(Entries shown begins)

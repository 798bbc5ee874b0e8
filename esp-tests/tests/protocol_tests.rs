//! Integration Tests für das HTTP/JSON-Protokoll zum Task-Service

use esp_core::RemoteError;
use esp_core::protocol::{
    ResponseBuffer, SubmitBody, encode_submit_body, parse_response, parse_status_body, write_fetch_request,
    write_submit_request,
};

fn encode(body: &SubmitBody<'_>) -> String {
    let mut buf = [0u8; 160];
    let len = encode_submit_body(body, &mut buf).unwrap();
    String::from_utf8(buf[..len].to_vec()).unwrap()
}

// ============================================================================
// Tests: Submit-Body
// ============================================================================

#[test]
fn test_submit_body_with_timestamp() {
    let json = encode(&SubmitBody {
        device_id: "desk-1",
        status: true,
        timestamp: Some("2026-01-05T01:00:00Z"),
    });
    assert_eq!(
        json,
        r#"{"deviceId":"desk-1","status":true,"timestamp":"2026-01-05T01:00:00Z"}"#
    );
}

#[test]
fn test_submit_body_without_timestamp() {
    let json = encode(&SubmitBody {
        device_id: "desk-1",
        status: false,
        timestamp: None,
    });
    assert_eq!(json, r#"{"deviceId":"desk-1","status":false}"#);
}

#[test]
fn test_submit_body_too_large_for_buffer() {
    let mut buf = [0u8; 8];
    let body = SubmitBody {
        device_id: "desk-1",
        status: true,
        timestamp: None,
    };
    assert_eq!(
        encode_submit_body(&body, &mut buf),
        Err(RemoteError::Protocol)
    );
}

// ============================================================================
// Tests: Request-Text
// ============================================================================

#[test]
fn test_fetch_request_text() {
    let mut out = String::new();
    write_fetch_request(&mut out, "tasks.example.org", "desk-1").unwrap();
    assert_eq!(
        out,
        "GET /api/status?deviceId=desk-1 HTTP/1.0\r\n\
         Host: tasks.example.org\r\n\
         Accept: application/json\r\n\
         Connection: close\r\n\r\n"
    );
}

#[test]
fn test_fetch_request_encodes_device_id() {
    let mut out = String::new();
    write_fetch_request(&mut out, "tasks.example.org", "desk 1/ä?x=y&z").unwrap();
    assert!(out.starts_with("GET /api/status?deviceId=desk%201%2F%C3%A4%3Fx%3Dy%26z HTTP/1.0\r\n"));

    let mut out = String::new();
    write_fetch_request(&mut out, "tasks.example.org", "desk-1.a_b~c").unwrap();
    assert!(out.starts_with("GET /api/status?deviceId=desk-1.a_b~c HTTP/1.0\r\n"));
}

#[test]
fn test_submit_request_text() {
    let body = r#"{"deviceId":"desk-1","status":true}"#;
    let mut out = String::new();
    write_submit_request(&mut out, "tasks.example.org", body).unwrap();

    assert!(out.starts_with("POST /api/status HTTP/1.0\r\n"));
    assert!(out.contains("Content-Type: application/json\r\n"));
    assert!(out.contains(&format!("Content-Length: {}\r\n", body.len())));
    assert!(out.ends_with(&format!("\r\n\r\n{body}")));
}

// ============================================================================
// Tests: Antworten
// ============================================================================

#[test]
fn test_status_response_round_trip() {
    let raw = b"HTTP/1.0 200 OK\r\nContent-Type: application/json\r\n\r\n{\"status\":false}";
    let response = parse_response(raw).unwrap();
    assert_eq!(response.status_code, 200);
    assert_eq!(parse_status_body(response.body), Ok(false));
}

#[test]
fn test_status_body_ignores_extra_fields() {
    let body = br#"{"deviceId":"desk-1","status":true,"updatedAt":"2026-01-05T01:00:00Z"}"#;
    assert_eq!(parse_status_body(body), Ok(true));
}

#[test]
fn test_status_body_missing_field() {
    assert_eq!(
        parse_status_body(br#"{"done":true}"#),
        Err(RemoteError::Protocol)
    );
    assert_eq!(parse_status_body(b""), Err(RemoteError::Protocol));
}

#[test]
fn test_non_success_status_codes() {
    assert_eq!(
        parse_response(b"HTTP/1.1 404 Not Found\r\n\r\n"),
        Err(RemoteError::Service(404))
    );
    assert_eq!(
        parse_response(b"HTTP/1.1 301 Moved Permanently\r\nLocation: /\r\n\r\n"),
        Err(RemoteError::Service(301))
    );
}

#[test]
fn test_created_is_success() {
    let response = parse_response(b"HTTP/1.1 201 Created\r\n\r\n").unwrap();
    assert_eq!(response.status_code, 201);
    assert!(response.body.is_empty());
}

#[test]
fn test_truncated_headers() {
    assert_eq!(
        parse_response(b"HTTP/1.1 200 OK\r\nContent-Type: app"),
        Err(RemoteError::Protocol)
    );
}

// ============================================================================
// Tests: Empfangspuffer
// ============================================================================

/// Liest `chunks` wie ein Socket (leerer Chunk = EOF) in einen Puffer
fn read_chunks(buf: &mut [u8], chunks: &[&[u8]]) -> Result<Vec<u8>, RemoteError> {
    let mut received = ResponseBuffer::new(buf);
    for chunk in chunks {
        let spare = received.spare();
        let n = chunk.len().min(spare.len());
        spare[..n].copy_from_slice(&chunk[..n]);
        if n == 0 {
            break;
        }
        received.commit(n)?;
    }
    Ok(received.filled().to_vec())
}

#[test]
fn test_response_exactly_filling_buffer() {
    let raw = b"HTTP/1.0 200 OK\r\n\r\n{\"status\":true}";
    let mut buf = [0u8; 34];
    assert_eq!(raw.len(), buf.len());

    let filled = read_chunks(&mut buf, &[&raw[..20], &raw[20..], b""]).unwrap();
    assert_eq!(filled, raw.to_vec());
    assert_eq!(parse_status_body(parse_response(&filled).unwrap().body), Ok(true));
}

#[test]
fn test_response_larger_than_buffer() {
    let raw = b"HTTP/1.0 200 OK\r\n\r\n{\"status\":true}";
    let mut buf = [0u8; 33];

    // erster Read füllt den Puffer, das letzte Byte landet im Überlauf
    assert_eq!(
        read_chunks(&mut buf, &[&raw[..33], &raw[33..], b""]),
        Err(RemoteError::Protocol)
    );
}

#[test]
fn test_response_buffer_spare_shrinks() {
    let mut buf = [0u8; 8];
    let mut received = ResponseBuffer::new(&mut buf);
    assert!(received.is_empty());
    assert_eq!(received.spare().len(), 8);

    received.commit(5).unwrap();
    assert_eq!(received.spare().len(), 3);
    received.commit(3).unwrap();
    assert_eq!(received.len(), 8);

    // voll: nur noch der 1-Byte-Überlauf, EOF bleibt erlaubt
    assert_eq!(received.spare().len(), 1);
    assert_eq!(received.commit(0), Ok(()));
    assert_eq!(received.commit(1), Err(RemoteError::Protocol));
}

(Entries shown ends)

• [Exercise details] Give back every line of the data above exactly as written.

• [Answer box]
repository 798bbc5ee874b0e8
filename esp-tests/tests/protocol_tests.rs
//! Integration Tests für das HTTP/JSON-Protokoll zum Task-Service

use esp_core::RemoteError;
use esp_core::protocol::{
    ResponseBuffer, SubmitBody, encode_submit_body, parse_response, parse_status_body, write_fetch_request,
    write_submit_request,
};

fn encode(body: &SubmitBody<'_>) -> String {
    let mut buf = [0u8; 160];
    let len = encode_submit_body(body, &mut buf).unwrap();
    String::from_utf8(buf[..len].to_vec()).unwrap()
}

// ============================================================================
// Tests: Submit-Body
// ============================================================================

#[test]
fn test_submit_body_with_timestamp() {
    let json = encode(&SubmitBody {
        device_id: "desk-1",
        status: true,
        timestamp: Some("2026-01-05T01:00:00Z"),
    });
    assert_eq!(
        json,
        r#"{"deviceId":"desk-1","status":true,"timestamp":"2026-01-05T01:00:00Z"}"#
    );
}

#[test]
fn test_submit_body_without_timestamp() {
    let json = encode(&SubmitBody {
        device_id: "desk-1",
        status: false,
        timestamp: None,
    });
    assert_eq!(json, r#"{"deviceId":"desk-1","status":false}"#);
}

#[test]
fn test_submit_body_too_large_for_buffer() {
    let mut buf = [0u8; 8];
    let body = SubmitBody {
        device_id: "desk-1",
        status: true,
        timestamp: None,
    };
    assert_eq!(
        encode_submit_body(&body, &mut buf),
        Err(RemoteError::Protocol)
    );
}

// ============================================================================
// Tests: Request-Text
// ============================================================================

#[test]
fn test_fetch_request_text() {
    let mut out = String::new();
    write_fetch_request(&mut out, "tasks.example.org", "desk-1").unwrap();
    assert_eq!(
        out,
        "GET /api/status?deviceId=desk-1 HTTP/1.0\r\n\
         Host: tasks.example.org\r\n\
         Accept: application/json\r\n\
         Connection: close\r\n\r\n"
    );
}

#[test]
fn test_fetch_request_encodes_device_id() {
    let mut out = String::new();
    write_fetch_request(&mut out, "tasks.example.org", "desk 1/ä?x=y&z").unwrap();
    assert!(out.starts_with("GET /api/status?deviceId=desk%201%2F%C3%A4%3Fx%3Dy%26z HTTP/1.0\r\n"));

    let mut out = String::new();
    write_fetch_request(&mut out, "tasks.example.org", "desk-1.a_b~c").unwrap();
    assert!(out.starts_with("GET /api/status?deviceId=desk-1.a_b~c HTTP/1.0\r\n"));
}

#[test]
fn test_submit_request_text() {
    let body = r#"{"deviceId":"desk-1","status":true}"#;
    let mut out = String::new();
    write_submit_request(&mut out, "tasks.example.org", body).unwrap();

    assert!(out.starts_with("POST /api/status HTTP/1.0\r\n"));
    assert!(out.contains("Content-Type: application/json\r\n"));
    assert!(out.contains(&format!("Content-Length: {}\r\n", body.len())));
    assert!(out.ends_with(&format!("\r\n\r\n{body}")));
}

// ============================================================================
// Tests: Antworten
// ============================================================================

#[test]
fn test_status_response_round_trip() {
    let raw = b"HTTP/1.0 200 OK\r\nContent-Type: application/json\r\n\r\n{\"status\":false}";
    let response = parse_response(raw).unwrap();
    assert_eq!(response.status_code, 200);
    assert_eq!(parse_status_body(response.body), Ok(false));
}

#[test]
fn test_status_body_ignores_extra_fields() {
    let body = br#"{"deviceId":"desk-1","status":true,"updatedAt":"2026-01-05T01:00:00Z"}"#;
    assert_eq!(parse_status_body(body), Ok(true));
}

#[test]
fn test_status_body_missing_field() {
    assert_eq!(
        parse_status_body(br#"{"done":true}"#),
        Err(RemoteError::Protocol)
    );
    assert_eq!(parse_status_body(b""), Err(RemoteError::Protocol));
}

#[test]
fn test_non_success_status_codes() {
    assert_eq!(
        parse_response(b"HTTP/1.1 404 Not Found\r\n\r\n"),
        Err(RemoteError::Service(404))
    );
    assert_eq!(
        parse_response(b"HTTP/1.1 301 Moved Permanently\r\nLocation: /\r\n\r\n"),
        Err(RemoteError::Service(301))
    );
}

#[test]
fn test_created_is_success() {
    let response = parse_response(b"HTTP/1.1 201 Created\r\n\r\n").unwrap();
    assert_eq!(response.status_code, 201);
    assert!(response.body.is_empty());
}

#[test]
fn test_truncated_headers() {
    assert_eq!(
        parse_response(b"HTTP/1.1 200 OK\r\nContent-Type: app"),
        Err(RemoteError::Protocol)
    );
}

// ============================================================================
// Tests: Empfangspuffer
// ============================================================================

/// Liest `chunks` wie ein Socket (leerer Chunk = EOF) in einen Puffer
fn read_chunks(buf: &mut [u8], chunks: &[&[u8]]) -> Result<Vec<u8>, RemoteError> {
    let mut received = ResponseBuffer::new(buf);
    for chunk in chunks {
        let spare = received.spare();
        let n = chunk.len().min(spare.len());
        spare[..n].copy_from_slice(&chunk[..n]);
        if n == 0 {
            break;
        }
        received.commit(n)?;
    }
    Ok(received.filled().to_vec())
}

#[test]
fn test_response_exactly_filling_buffer() {
    let raw = b"HTTP/1.0 200 OK\r\n\r\n{\"status\":true}";
    let mut buf = [0u8; 34];
    assert_eq!(raw.len(), buf.len());

    let filled = read_chunks(&mut buf, &[&raw[..20], &raw[20..], b""]).unwrap();
    assert_eq!(filled, raw.to_vec());
    assert_eq!(parse_status_body(parse_response(&filled).unwrap().body), Ok(true));
}

#[test]
fn test_response_larger_than_buffer() {
    let raw = b"HTTP/1.0 200 OK\r\n\r\n{\"status\":true}";
    let mut buf = [0u8; 33];

    // erster Read füllt den Puffer, das letzte Byte landet im Überlauf
    assert_eq!(
        read_chunks(&mut buf, &[&raw[..33], &raw[33..], b""]),
        Err(RemoteError::Protocol)
    );
}

#[test]
fn test_response_buffer_spare_shrinks() {
    let mut buf = [0u8; 8];
    let mut received = ResponseBuffer::new(&mut buf);
    assert!(received.is_empty());
    assert_eq!(received.spare().len(), 8);

    received.commit(5).unwrap();
    assert_eq!(received.spare().len(), 3);
    received.commit(3).unwrap();
    assert_eq!(received.len(), 8);

    // voll: nur noch der 1-Byte-Überlauf, EOF bleibt erlaubt
    assert_eq!(received.spare().len(), 1);
    assert_eq!(received.commit(0), Ok(()));
    assert_eq!(received.commit(1), Err(RemoteError::Protocol));
}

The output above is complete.